CISA has added six newly discovered Microsoft zero-day vulnerabilities to its Known Exploited Vulnerabilities (KEV) catalog, confirming active attacks in the wild. In this month’s Patch Tuesday rollout, Microsoft addressed these flaws along with more than 50 additional security issues, urging organizations to patch immediately.

The U.S. Cybersecurity and Infrastructure Security Agency (CISA) confirmed evidence of active exploitation targeting six newly disclosed Microsoft vulnerabilities. Two of them are rated High (CVSS 8.8) and allow attackers to bypass security protections in Windows and MSHTML.
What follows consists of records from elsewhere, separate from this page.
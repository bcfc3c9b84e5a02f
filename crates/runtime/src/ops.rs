//! Asynchronous node operations.
//!
//! Each call validates locally, records the callback, and issues the request.
//! `Ok(())` means the request was issued and the callback will fire exactly
//! once. An `Err` means nothing was issued and the callback is dropped
//! without being invoked.

use serde_json::Value;
use tracing::{debug, warn};
use zk_protocol::{Acl, ErrorCode, create_flags};

use crate::client::{Operation, Watch};
use crate::codec;
use crate::error::{Error, Result};
use crate::registry::{
	AclCallback, Children2Callback, ChildrenCallback, Completion, DataCallback, OpKind, PathCallback, RequestToken, StatCallback, VoidCallback,
	WatchCallback,
};
use crate::session::Session;

/// Watcher requested by a read operation.
pub enum WatchMode {
	None,
	/// Boolean watch: notifications reach the session's subscribers.
	Session,
	/// Per-call watcher with caller context.
	Callback { callback: WatchCallback, handback: Option<Value> },
}

impl WatchMode {
	pub fn from_flag(watch: bool) -> Self {
		if watch { WatchMode::Session } else { WatchMode::None }
	}

	pub fn callback(callback: WatchCallback, handback: Option<Value>) -> Self {
		WatchMode::Callback { callback, handback }
	}
}

/// Checks a node path.
///
/// Paths are absolute, have no empty, `.` or `..` segments, no trailing slash
/// (except the root), and no NUL or control characters. A sequential create
/// may end in `/` since the server appends the counter.
pub fn validate_path(path: &str, sequential: bool) -> Result<()> {
	let invalid = || Error::Local(ErrorCode::BadArguments);

	if !path.starts_with('/') {
		return Err(invalid());
	}
	if path == "/" {
		return if sequential { Err(invalid()) } else { Ok(()) };
	}
	if path.chars().any(|c| c == '\0' || c.is_control() || matches!(c, '\u{fff0}'..='\u{ffff}' | '\u{e000}'..='\u{f8ff}')) {
		return Err(invalid());
	}

	let body = if sequential { path.strip_suffix('/').unwrap_or(path) } else { path };
	if body.ends_with('/') {
		return Err(invalid());
	}
	for segment in body[1..].split('/') {
		if segment.is_empty() || segment == "." || segment == ".." {
			return Err(invalid());
		}
	}
	Ok(())
}

impl Session {
	fn issue(&mut self, kind: OpKind, callback: Completion, watch: WatchMode, op: Operation<'_>) -> Result<RequestToken> {
		if self.closed {
			debug!(target = "zk.session", session = %self.id, op = op.name(), "request on closed session");
			return Err(Error::Local(ErrorCode::InvalidState));
		}
		let Some(connection) = self.connection.as_mut() else {
			debug!(target = "zk.session", session = %self.id, op = op.name(), "request before init");
			return Err(Error::Local(ErrorCode::InvalidState));
		};

		let token = self.registry.register(kind, callback);
		let watch = match watch {
			WatchMode::None => Watch::None,
			WatchMode::Session => Watch::Session,
			WatchMode::Callback { callback, handback } => Watch::Callback(self.registry.register_watch(callback, handback)),
		};

		if let Watch::Callback(watch) = watch {
			self.registry.bind_watch(token, watch);
		}

		let rc = connection.submit(op, token, watch);
		if !rc.is_ok() {
			self.registry.take(token);
			if let Watch::Callback(watch) = watch {
				self.registry.take_watch(watch);
			}
			warn!(target = "zk.session", session = %self.id, op = op.name(), path = ?op.path(), rc = %rc, "request rejected");
			return Err(Error::Local(rc));
		}

		debug!(target = "zk.session", session = %self.id, seq = token.seq, op = op.name(), path = ?op.path(), "request issued");
		Ok(token)
	}

	/// Creates a node with the open ACL. The callback receives the actual path
	/// (which differs from `path` for sequential nodes).
	pub fn create(&mut self, path: &str, data: &[u8], flags: u32, callback: PathCallback) -> Result<()> {
		self.create_with_acl(path, data, &[Acl::open_unsafe()], flags, callback)
	}

	pub fn create_with_acl(&mut self, path: &str, data: &[u8], acl: &[Acl], flags: u32, callback: PathCallback) -> Result<()> {
		validate_path(path, flags & create_flags::SEQUENCE != 0)?;
		let acl = codec::acl::encode(acl)?;
		let token = self.issue(
			OpKind::Create,
			Completion::Path(callback),
			WatchMode::None,
			Operation::Create {
				path,
				data,
				acl: &acl,
				flags,
			},
		)?;
		self.registry.attach(token, acl);
		Ok(())
	}

	/// Deletes a node. `version` of `-1` matches any version.
	pub fn delete(&mut self, path: &str, version: i32, callback: VoidCallback) -> Result<()> {
		validate_path(path, false)?;
		self.issue(OpKind::Delete, Completion::Void(callback), WatchMode::None, Operation::Delete { path, version })?;
		Ok(())
	}

	pub fn exists(&mut self, path: &str, watch: WatchMode, callback: StatCallback) -> Result<()> {
		validate_path(path, false)?;
		self.issue(OpKind::Exists, Completion::Stat(callback), watch, Operation::Exists { path })?;
		Ok(())
	}

	pub fn get(&mut self, path: &str, watch: WatchMode, callback: DataCallback) -> Result<()> {
		validate_path(path, false)?;
		self.issue(OpKind::Get, Completion::Data(callback), watch, Operation::Get { path })?;
		Ok(())
	}

	pub fn set(&mut self, path: &str, data: &[u8], version: i32, callback: StatCallback) -> Result<()> {
		validate_path(path, false)?;
		self.issue(OpKind::Set, Completion::Stat(callback), WatchMode::None, Operation::Set { path, data, version })?;
		Ok(())
	}

	pub fn get_children(&mut self, path: &str, watch: WatchMode, callback: ChildrenCallback) -> Result<()> {
		validate_path(path, false)?;
		self.issue(OpKind::GetChildren, Completion::Children(callback), watch, Operation::GetChildren { path })?;
		Ok(())
	}

	pub fn get_children2(&mut self, path: &str, watch: WatchMode, callback: Children2Callback) -> Result<()> {
		validate_path(path, false)?;
		self.issue(OpKind::GetChildren2, Completion::Children2(callback), watch, Operation::GetChildren2 { path })?;
		Ok(())
	}

	pub fn get_acl(&mut self, path: &str, callback: AclCallback) -> Result<()> {
		validate_path(path, false)?;
		self.issue(OpKind::GetAcl, Completion::Acl(callback), WatchMode::None, Operation::GetAcl { path })?;
		Ok(())
	}

	/// Replaces a node's ACL. The encoded list is owned by the request until
	/// its completion has run.
	pub fn set_acl(&mut self, path: &str, version: i32, acl: &[Acl], callback: VoidCallback) -> Result<()> {
		validate_path(path, false)?;
		let acl = codec::acl::encode(acl)?;
		let token = self.issue(
			OpKind::SetAcl,
			Completion::Void(callback),
			WatchMode::None,
			Operation::SetAcl {
				path,
				version,
				acl: &acl,
			},
		)?;
		self.registry.attach(token, acl);
		Ok(())
	}

	pub fn add_auth(&mut self, scheme: &str, cert: &[u8], callback: VoidCallback) -> Result<()> {
		if scheme.is_empty() || scheme.contains('\0') {
			return Err(Error::Local(ErrorCode::BadArguments));
		}
		self.issue(OpKind::AddAuth, Completion::Void(callback), WatchMode::None, Operation::AddAuth { scheme, cert })?;
		Ok(())
	}

	/// Flushes the leader channel for `path`; completes once the server
	/// serving this session has caught up.
	pub fn sync(&mut self, path: &str, callback: VoidCallback) -> Result<()> {
		validate_path(path, false)?;
		self.issue(OpKind::Sync, Completion::Void(callback), WatchMode::None, Operation::Sync { path })?;
		Ok(())
	}
}
use std::ffi::NulError;
use std::io;

use thiserror::Error;
use zk_protocol::{ErrorCode, PASSWORD_LEN};

use crate::table::SessionId;

pub type Result<T> = std::result::Result<T, Error>;

/// Errors reported synchronously by the session layer.
///
/// Outcomes of asynchronous operations never surface here; they reach the
/// completion callback as an [`ErrorCode`].
#[derive(Debug, Error)]
pub enum Error {
	#[error("invalid session configuration: {0}")]
	Config(String),

	#[error("client password must be {expected} hex characters, got {actual}")]
	PasswordLength { expected: usize, actual: usize },

	#[error("invalid hex in {field}")]
	Hex {
		field: &'static str,
		#[source]
		source: hex::FromHexError,
	},

	#[error("invalid client id {0:?}")]
	ClientId(String),

	#[error("failed to init session handle")]
	Init(#[source] io::Error),

	/// Local status returned by a call that was rejected before (or while) being issued.
	#[error("{0}")]
	Local(ErrorCode),

	#[error("ACL entry contains an interior NUL byte")]
	AclNul(#[from] NulError),

	#[error("unknown session {0}")]
	UnknownSession(SessionId),

	#[error(transparent)]
	Json(#[from] serde_json::Error),
}

impl Error {
	pub(crate) fn password_length(actual: usize) -> Self {
		Error::PasswordLength {
			expected: PASSWORD_LEN * 2,
			actual,
		}
	}

	/// Local status code, for errors that have one.
	pub fn code(&self) -> Option<ErrorCode> {
		match self {
			Error::Local(code) => Some(*code),
			Error::AclNul(_) => Some(ErrorCode::BadArguments),
			_ => None,
		}
	}

	/// True for errors caused by the session configuration itself.
	pub fn is_config(&self) -> bool {
		matches!(self, Error::Config(_) | Error::PasswordLength { .. } | Error::Hex { .. } | Error::ClientId(_))
	}
}

impl From<ErrorCode> for Error {
	fn from(code: ErrorCode) -> Self {
		Error::Local(code)
	}
}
The actively exploited vulnerabilities include:
CVE-2026-21510 – Windows Shell Security Feature Bypass
CVE-2026-21513 – MSHTML Framework Security Feature Bypass
CVE-2026-21514 – Microsoft Word Untrusted Input Security Decision flaw
CVE-2026-21519 – Windows Type Confusion vulnerability
CVE-2026-21525 – NULL Pointer Dereference vulnerability
CVE-2026-21533 – Remote Desktop Services Elevation of Privilege
Security feature bypass vulnerabilities are particularly concerning as they can be leveraged in phishing campaigns via embedded web content in Office documents.
Experts also advise paying close attention to Azure vulnerabilities released this month. Unlike traditional Windows updates, several cloud fixes require manual configuration changes, script updates, or component upgrades, increasing the risk of operational oversight.

CISA’s KEV catalog tracks vulnerabilities with confirmed real-world exploitation. U.S. federal agencies are mandated to remediate them within strict deadlines, and CISA strongly recommends private organizations follow the same prioritization model.
While Windows and Office desktop patches are relatively straightforward to deploy, the active exploitation of these zero-days significantly increases phishing and post-compromise privilege escalation risks. This month, organizations should also focus on reviewing Azure environments, where remediation may require additional operational effort.